Stored data

=== Begin Enclosure ===

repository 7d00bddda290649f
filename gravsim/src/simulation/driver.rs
//! Frame-driven simulation driver
//!
//! [`Simulation`] owns the bodies and advances them once per external tick:
//! the tick's elapsed time is scaled by `time_scale` and the integrator is
//! run `sub_steps` times with that increment. Rendering and input stay
//! outside; they only read [`Simulation::bodies`] between ticks.

use bevy::log::{info, warn};
use bevy::prelude::Resource;

use super::diagnostics;
use super::forces::NewtonianGravity;
use super::integrator;
use super::params::Parameters;
use super::states::{Body, System};

/// Bevy resource holding the running simulation
///
/// Inserted into the app by the viewer / headless runner; the physics system
/// mutates it once per frame and the render systems read it afterwards
#[derive(Resource, Debug, Clone)]
pub struct Simulation {
    pub parameters: Parameters,
    pub system: System,
    pub gravity: NewtonianGravity,
    diverged: bool, // set once a non-finite state has been reported
}

impl Simulation {
    pub fn new(parameters: Parameters, bodies: Vec<Body>) -> Self {
        let gravity = NewtonianGravity::new(parameters.G);
        Self {
            parameters,
            system: System::new(bodies),
            gravity,
            diverged: false,
        }
    }

    /// Bodies as of the last completed tick
    pub fn bodies(&self) -> &[Body] {
        &self.system.bodies
    }

    /// Simulated time elapsed so far
    pub fn time(&self) -> f64 {
        self.system.t
    }

    /// Log the body count and the parameters the run uses
    pub fn log_summary(&self) {
        let p = &self.parameters;
        info!(
            "simulation initialized: {} bodies, G = {:e}, {} sub-steps, time scale {}, {:?} updates",
            self.system.bodies.len(),
            p.G,
            p.sub_steps,
            p.time_scale,
            p.update_order,
        );
    }

    /// Integrator increment for a tick of `elapsed` real seconds
    pub fn sub_step_dt(&self, elapsed: f64) -> f64 {
        elapsed * self.parameters.time_scale
    }

    /// One integrator pass with an explicit `dt`
    pub fn step(&mut self, dt: f64) {
        integrator::step(&mut self.system, &self.gravity, self.parameters.update_order, dt);
    }

    /// Advance by one external tick of `elapsed` real seconds
    pub fn tick(&mut self, elapsed: f64) {
        let dt = self.sub_step_dt(elapsed);
        for _ in 0..self.parameters.sub_steps {
            self.step(dt);
        }

        if !self.diverged && !diagnostics::is_finite(&self.system) {
            self.diverged = true;
            warn!("simulation state became non-finite at t = {:.3}", self.system.t);
        }
    }
}
use std::time::Instant;

use crate::configuration::config::UpdateOrder;
use crate::simulation::forces::NewtonianGravity;
use crate::simulation::integrator::step;
use crate::simulation::params::G;
use crate::simulation::states::{Body, System};
use crate::simulation::vector::NVec2;

/// Build a manual System of size `n` spread over a disc, no overlaps
fn make_system(n: usize) -> System {
    let bodies = (0..n)
        .map(|i| {
            let i_f = i as f64;
            // deterministic positions, no rand needed
            let x = NVec2::new(
                (i_f * 0.37).sin() * 5.0e5,
                (i_f * 0.13).cos() * 5.0e5,
            );
            Body::new(x, 1.0e12, 1.0)
        })
        .collect();

    System::new(bodies)
}

/// Time one integrator step for a range of n, both update orders
/// Paste output directly into a spreadsheet to graph
pub fn bench_step() {
    let gravity = NewtonianGravity::new(G);
    let dt = 0.75;

    println!("N,snapshot_ms,sequential_ms");

    for n in [50, 100, 200, 400, 800, 1600, 3200] {
        // Small n: average over more steps to smooth noise
        let steps = if n <= 400 { 20 } else { 2 };
        let sys_template = make_system(n);

        let mut row = Vec::with_capacity(2);
        for order in [UpdateOrder::Snapshot, UpdateOrder::Sequential] {
            let mut sys = sys_template.clone();

            // Warm-up
            step(&mut sys, &gravity, order, dt);

            let t0 = Instant::now();
            for _ in 0..steps {
                step(&mut sys, &gravity, order, dt);
            }
            row.push(t0.elapsed().as_secs_f64() * 1000.0 / steps as f64);
        }

        println!("{},{:.6},{:.6}", n, row[0], row[1]);
    }
}
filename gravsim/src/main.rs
use gravsim::{Scenario, ScenarioConfig};
use gravsim::{run_2d, run_headless};
use gravsim::bench_step;

use clap::Parser;
use anyhow::{Context, Result};

use std::path::PathBuf;

#[derive(Parser, Debug)]
struct Args {
    /// Scenario file under `scenarios/`
    #[arg(short, default_value = "moons.yaml")]
    file_name: String,

    /// Run this many frames without a window, then exit
    #[arg(long)]
    headless: Option<u64>,

    /// Elapsed seconds per frame in headless mode
    #[arg(long, default_value_t = 1.0 / 60.0)]
    frame_dt: f64,

    /// Time the integrator step instead of running a scenario
    #[arg(long)]
    bench: bool,
}

// load here to keep main clean
fn load_scenario_from_yaml(file_name: &str) -> Result<ScenarioConfig> {
    let config_path = PathBuf::from(env!("CARGO_MANIFEST_DIR")).join("scenarios").join(file_name);
    let scenario_cfg = ScenarioConfig::load(&config_path)
        .with_context(|| format!("failed to load scenario {}", config_path.display()))?;

    Ok(scenario_cfg)
}

fn main() -> Result<()> {
    let args = Args::parse();

    if args.bench {
        bench_step();
        return Ok(());
    }

    let scenario_cfg = load_scenario_from_yaml(&args.file_name)?;
    let scenario = Scenario::build_scenario(scenario_cfg)
        .with_context(|| format!("invalid scenario {}", args.file_name))?;

    match args.headless {
        Some(frames) => run_headless(scenario.simulation, frames, args.frame_dt),
        None => run_2d(scenario.simulation, scenario.view),
    }

    Ok(())
}
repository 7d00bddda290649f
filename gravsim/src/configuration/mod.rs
pub mod config;
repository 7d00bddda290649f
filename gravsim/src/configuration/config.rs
//! Configuration types for loading simulation scenarios from YAML.
//!
//! This module defines a thin, `serde`-deserializable representation of a
//! simulation scenario. A scenario consists of:
//!
//! - [`ParametersConfig`] – physical constant, sub-stepping and integration options
//! - [`ViewConfig`]       – drawing options for the viewer
//! - [`BodyConfig`]       – initial state for each body
//! - [`ScenarioConfig`]   – top-level wrapper used to load a scenario from YAML
//!
//! # YAML format
//! An example scenario, a planet on a circular orbit around a star:
//!
//! ```yaml
//! parameters:
//!   G: 6.6743e-11                  # gravitational constant
//!   sub_steps: 100                 # integrator passes per frame
//!   time_scale: 75.0               # simulated seconds per real second
//!   update_order: "snapshot"       # or "sequential"
//!   orbit_convention: "reference"  # or "tangential"
//!
//! view:
//!   draw_scale: 2.0
//!   view_scale: 5.0e5
//!
//! bodies:
//!   - x: [ 0.0, 0.0 ]
//!     m: 1.9885e15
//!     radius: 5000.0
//!     color: [ 255, 255, 0 ]
//!   - x: [ 22000.0, 0.0 ]
//!     m: 1.0e10
//!     radius: 1000.0
//!     orbits: [ 0 ]                # velocity computed around body 0
//! ```
//!
//! Every field of `parameters` and the whole `view` section may be left out.
//! A body's `v` is only used when its `orbits` list is empty.

use std::fs;
use std::path::Path;

use serde::Deserialize;

use crate::error::{SimError, SimResult};
use crate::simulation::params::{G, SUB_STEPS, TIME_SCALE};
use crate::simulation::states::{Rgb, WHITE};

/// How body updates are sequenced inside one integrator step
#[derive(Deserialize, Debug, Clone, Copy, PartialEq, Eq, Default)]
pub enum UpdateOrder {
    #[serde(rename = "snapshot")] // all accelerations from one snapshot of positions, then all updates
    #[default]
    Snapshot,

    #[serde(rename = "sequential")] // body i fully updated before body i + 1 reads positions
    Sequential,
}

/// Axis convention used for circular orbit velocities
#[derive(Deserialize, Debug, Clone, Copy, PartialEq, Eq, Default)]
pub enum OrbitConvention {
    #[serde(rename = "reference")] // (sin, cos) * speed, perpendicular only on the coordinate axes
    #[default]
    Reference,

    #[serde(rename = "tangential")] // (-sin, cos) * speed, counter-clockwise tangent everywhere
    Tangential,
}

/// Global numerical and physical parameters for a scenario
#[allow(non_snake_case)]
#[derive(Deserialize, Debug, Clone)]
pub struct ParametersConfig {
    #[serde(default = "default_g")]
    pub G: f64, // gravitational constant
    #[serde(default = "default_sub_steps")]
    pub sub_steps: u32, // integrator passes per external tick
    #[serde(default = "default_time_scale")]
    pub time_scale: f64, // multiplier applied to the elapsed frame time
    #[serde(default)]
    pub update_order: UpdateOrder,
    #[serde(default)]
    pub orbit_convention: OrbitConvention,
}

impl Default for ParametersConfig {
    fn default() -> Self {
        Self {
            G,
            sub_steps: SUB_STEPS,
            time_scale: TIME_SCALE,
            update_order: UpdateOrder::default(),
            orbit_convention: OrbitConvention::default(),
        }
    }
}

/// Drawing options, only read by the viewer
#[derive(Deserialize, Debug, Clone)]
pub struct ViewConfig {
    #[serde(default = "default_draw_scale")]
    pub draw_scale: f64, // drawn radius = radius * draw_scale
    #[serde(default = "default_view_scale")]
    pub view_scale: f64, // world units per view unit of the free camera
}

impl Default for ViewConfig {
    fn default() -> Self {
        Self {
            draw_scale: default_draw_scale(),
            view_scale: default_view_scale(),
        }
    }
}

/// Configuration for a single body's initial state
#[derive(Deserialize, Debug, Clone)]
pub struct BodyConfig {
    pub x: Vec<f64>, // Initial position in simulation units
    #[serde(default)]
    pub v: Vec<f64>, // Initial velocity, empty means at rest
    pub m: f64, // Mass of the body
    pub radius: f64, // Radius, used for the force cutoff and for drawing
    #[serde(default = "default_color")]
    pub color: Rgb,
    #[serde(default)]
    pub orbits: Vec<usize>, // Indices of primaries; overrides `v` with the summed circular orbit velocities
}

/// Top-level scenario configuration loaded from YAML.
#[derive(Deserialize, Debug, Clone)]
pub struct ScenarioConfig {
    #[serde(default)]
    pub parameters: ParametersConfig,
    #[serde(default)]
    pub view: ViewConfig,
    pub bodies: Vec<BodyConfig>,
}

impl ScenarioConfig {
    pub fn from_yaml_str(s: &str) -> SimResult<Self> {
        Ok(serde_yaml::from_str(s)?)
    }

    pub fn load(path: &Path) -> SimResult<Self> {
        let text = fs::read_to_string(path).map_err(|source| SimError::Io {
            path: path.to_path_buf(),
            source,
        })?;
        Self::from_yaml_str(&text)
    }
}

fn default_g() -> f64 {
    G
}

fn default_sub_steps() -> u32 {
    SUB_STEPS
}

fn default_time_scale() -> f64 {
    TIME_SCALE
}

fn default_draw_scale() -> f64 {
    2.0
}

fn default_view_scale() -> f64 {
    5.0e5
}

fn default_color() -> Rgb {
    WHITE
}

=== End Enclosure ===

What you should do — Above are the records; from them, give again exactly the lines from the one containing "example scenario, a" to the one containing "be left out.", both lines included, and nothing more.

Task answer —
//! An example scenario, a planet on a circular orbit around a star:
//!
//! ```yaml
//! parameters:
//!   G: 6.6743e-11                  # gravitational constant
//!   sub_steps: 100                 # integrator passes per frame
//!   time_scale: 75.0               # simulated seconds per real second
//!   update_order: "snapshot"       # or "sequential"
//!   orbit_convention: "reference"  # or "tangential"
//!
//! view:
//!   draw_scale: 2.0
//!   view_scale: 5.0e5
//!
//! bodies:
//!   - x: [ 0.0, 0.0 ]
//!     m: 1.9885e15
//!     radius: 5000.0
//!     color: [ 255, 255, 0 ]
//!   - x: [ 22000.0, 0.0 ]
//!     m: 1.0e10
//!     radius: 1000.0
//!     orbits: [ 0 ]                # velocity computed around body 0
//! ```
//!
//! Every field of `parameters` and the whole `view` section may be left out.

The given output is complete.